As a longtime museum professional who is white, I do not presume to speak for my colleagues of color at this moment. I speak only for myself. But I wish that this statement or something like it could be published by the still predominantly white museum field. And I include myself as an individual who has been complicit in many of these areas throughout my museum career. What we need to do before we can issue any expressions of outrage or protest regarding the murder of George Floyd and the untold numbers of black people who have been killed by racial prejudice in this country is to acknowledge our continuous and persistent participation in this violence:
Through our buildings built by enslaved people and funded through the slave trade;
Through our collections gathered through colonial power and theft;
Through our dehumanization of the non-white world in our dioramas and exhibitions that reduce human beings to museum artifacts;
Through our telling only part of the story when we recount the history of our country
Through our study and evaluation of the visitor experience primarily with our usual visitors – white, educated, middle class;
Through our active or passive participation during the Jim Crow period, from outright barring to discouragement of visitors of color;
Through our continued focus on white and male artists, scientists, and other historical figures in our collections, exhibitions, and programming.

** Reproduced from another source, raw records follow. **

//! # Money Module
//!
//! Provides the `Money` type for handling monetary values safely.
//!
//! ## Why Integer Money?
//! ```text
//! ┌─────────────────────────────────────────────────────────────────────────┐
//! │  THE FLOATING POINT PROBLEM                                             │
//! │                                                                         │
//! │  With floats:                                                           │
//! │    500 - 0.1 + 10 = 509.9 (fine)                                        │
//! │    0.1 + 0.2      = 0.30000000000000004  ❌                             │
//! │                                                                         │
//! │  OUR SOLUTION: Integer Cents                                            │
//! │    50000 - 10 + 1000 = 50990 cents = $509.90, exactly                   │
//! │                                                                         │
//! └─────────────────────────────────────────────────────────────────────────┘
//! ```
//!
//! ## Usage
//! ```rust
//! use wrapcart_core::money::Money;
//!
//! let price = Money::from_major_minor(20, 0); // $20.00
//! let line_total = price.multiply_quantity(25);
//! assert_eq!(line_total.cents(), 50_000);
//! assert_eq!(line_total.to_string(), "$500.00");
//! ```

use serde::{Deserialize, Serialize};
use std::fmt;
use std::iter::Sum;
use std::ops::{Add, AddAssign, Mul, Sub};
use ts_rs::TS;

use crate::types::DiscountRate;

// =============================================================================
// Money Type
// =============================================================================

/// A monetary value in cents.
///
/// Signed so that intermediate results (and the `NegativeTotal` error) can
/// be represented; validated inputs are never negative.
///
/// Serializes as a bare integer number of cents.
#[derive(Debug, Clone, Copy, PartialEq, Eq, PartialOrd, Ord, Hash, Serialize, Deserialize, TS)]
#[ts(export)]
pub struct Money(i64);

impl Money {
    /// Creates a Money value from cents (the smallest currency unit).
    ///
    /// ## Example
    /// ```rust
    /// use wrapcart_core::money::Money;
    ///
    /// let fee = Money::from_cents(500); // $5.00
    /// assert_eq!(fee.cents(), 500);
    /// ```
    #[inline]
    pub const fn from_cents(cents: i64) -> Self {
        Money(cents)
    }

    /// Creates a Money value from dollars and cents.
    ///
    /// For negative amounts only the major unit should be negative:
    /// `from_major_minor(-5, 50)` is -$5.50.
    ///
    /// ## Example
    /// ```rust
    /// use wrapcart_core::money::Money;
    ///
    /// assert_eq!(Money::from_major_minor(10, 99).cents(), 1099);
    /// assert_eq!(Money::from_major_minor(-5, 50).cents(), -550);
    /// ```
    #[inline]
    pub const fn from_major_minor(major: i64, minor: i64) -> Self {
        if major < 0 {
            Money(major * 100 - minor)
        } else {
            Money(major * 100 + minor)
        }
    }

    /// Returns the value in cents.
    #[inline]
    pub const fn cents(&self) -> i64 {
        self.0
    }

    /// Returns the whole-dollar portion (truncated toward zero).
    #[inline]
    pub const fn dollars(&self) -> i64 {
        self.0 / 100
    }

    /// Returns the cents portion, always 0-99.
    #[inline]
    pub const fn cents_part(&self) -> i64 {
        (self.0 % 100).abs()
    }

    /// Returns zero money value.
    #[inline]
    pub const fn zero() -> Self {
        Money(0)
    }

    /// Checks if the value is zero.
    #[inline]
    pub const fn is_zero(&self) -> bool {
        self.0 == 0
    }

    /// Checks if the value is negative (less than zero).
    #[inline]
    pub const fn is_negative(&self) -> bool {
        self.0 < 0
    }

    /// Multiplies money by a quantity.
    ///
    /// ## Example
    /// ```rust
    /// use wrapcart_core::money::Money;
    ///
    /// let unit_price = Money::from_cents(5000); // Product C, $50.00
    /// assert_eq!(unit_price.multiply_quantity(16).cents(), 80_000);
    /// ```
    #[inline]
    pub const fn multiply_quantity(&self, qty: i64) -> Self {
        Money(self.0 * qty)
    }

    /// Like [`multiply_quantity`](Self::multiply_quantity), but `None` when
    /// the product does not fit in i64 cents.
    #[inline]
    pub const fn checked_multiply_quantity(&self, qty: i64) -> Option<Self> {
        match self.0.checked_mul(qty) {
            Some(cents) => Some(Money(cents)),
            None => None,
        }
    }

    /// Checked addition. `None` on i64 overflow.
    #[inline]
    pub const fn checked_add(&self, other: Money) -> Option<Self> {
        match self.0.checked_add(other.0) {
            Some(cents) => Some(Money(cents)),
            None => None,
        }
    }

    /// Checked subtraction. `None` on i64 overflow.
    #[inline]
    pub const fn checked_sub(&self, other: Money) -> Option<Self> {
        match self.0.checked_sub(other.0) {
            Some(cents) => Some(Money(cents)),
            None => None,
        }
    }

    /// Returns `rate` of this amount, rounded half-up to the cent.
    ///
    /// Formula: `(cents * bps + 5000) / 10000`, computed in i128 so large
    /// subtotals cannot overflow.
    ///
    /// ## Example
    /// ```rust
    /// use wrapcart_core::money::Money;
    /// use wrapcart_core::types::DiscountRate;
    ///
    /// let subtotal = Money::from_cents(50_000); // $500.00
    /// let saving = subtotal.portion(DiscountRate::from_bps(1000)); // 10%
    /// assert_eq!(saving.cents(), 5_000);
    /// ```
    pub fn portion(&self, rate: DiscountRate) -> Money {
        let cents = (self.0 as i128 * rate.bps() as i128 + 5000) / 10000;
        Money::from_cents(cents as i64)
    }
}

// =============================================================================
// Trait Implementations
// =============================================================================

/// Renders as `$509.90` / `-$2.50`.
impl fmt::Display for Money {
    fn fmt(&self, f: &mut fmt::Formatter<'_>) -> fmt::Result {
        let sign = if self.0 < 0 { "-" } else { "" };
        write!(
            f,
            "{}${}.{:02}",
            sign,
            self.dollars().abs(),
            self.cents_part()
        )
    }
}

impl Default for Money {
    fn default() -> Self {
        Money::zero()
    }
}

impl Add for Money {
    type Output = Self;

    #[inline]
    fn add(self, other: Self) -> Self {
        Money(self.0 + other.0)
    }
}

impl AddAssign for Money {
    #[inline]
    fn add_assign(&mut self, other: Self) {
        self.0 += other.0;
    }
}

impl Sub for Money {
    type Output = Self;

    #[inline]
    fn sub(self, other: Self) -> Self {
        Money(self.0 - other.0)
    }
}

/// Multiplication by a quantity.
impl Mul<i64> for Money {
    type Output = Self;

    #[inline]
    fn mul(self, qty: i64) -> Self {
        Money(self.0 * qty)
    }
}

impl Sum for Money {
    fn sum<I: Iterator<Item = Money>>(iter: I) -> Self {
        iter.fold(Money::zero(), Add::add)
    }
}

// =============================================================================
// Unit Tests
// =============================================================================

Through hiring policies that result in very little participation of colleagues of color in boards, leadership, senior and professional positions;
Through our plantation museums, historic houses, and other venues where we have hidden or downplayed enslavement and other racist practices, offering these places instead as sites of celebration;
Through the undue burden that our interpretive/front line staff, many of whom are colleagues of color, have borne in recent museum layoffs around the country.
Through our continued resistance to true diversity, equity, and inclusion as illustrated by the situation in which we find ourselves today: After initiatives and movements such as #museumsrespondtoFerguson, Museums and Race, the Empathetic Museum, Museum Hue, MASSAction, #visitorsofcolor, #MuseumWorkersSpeak, and many others, little has changed in the way our institutions operate with regard to diversity, equity, accessibility, and inclusion.
As of June 22, 2020: Reader Lee Boot, Director of Imaging Research Center, UMBC (University of Maryland, Baltimore), sent these thoughts which I decided to add:
“Through the whole idea of museums that counter the performative relationship so many peoples have had and still with their objects of art.
Through the siloing of art practice as art practice.
Through siloing everything to manifest a Western, European framing of the world.”
We acknowledge all this. We are participants in the racism of our society. We are sorry. We must do better. We are ready to listen and to change.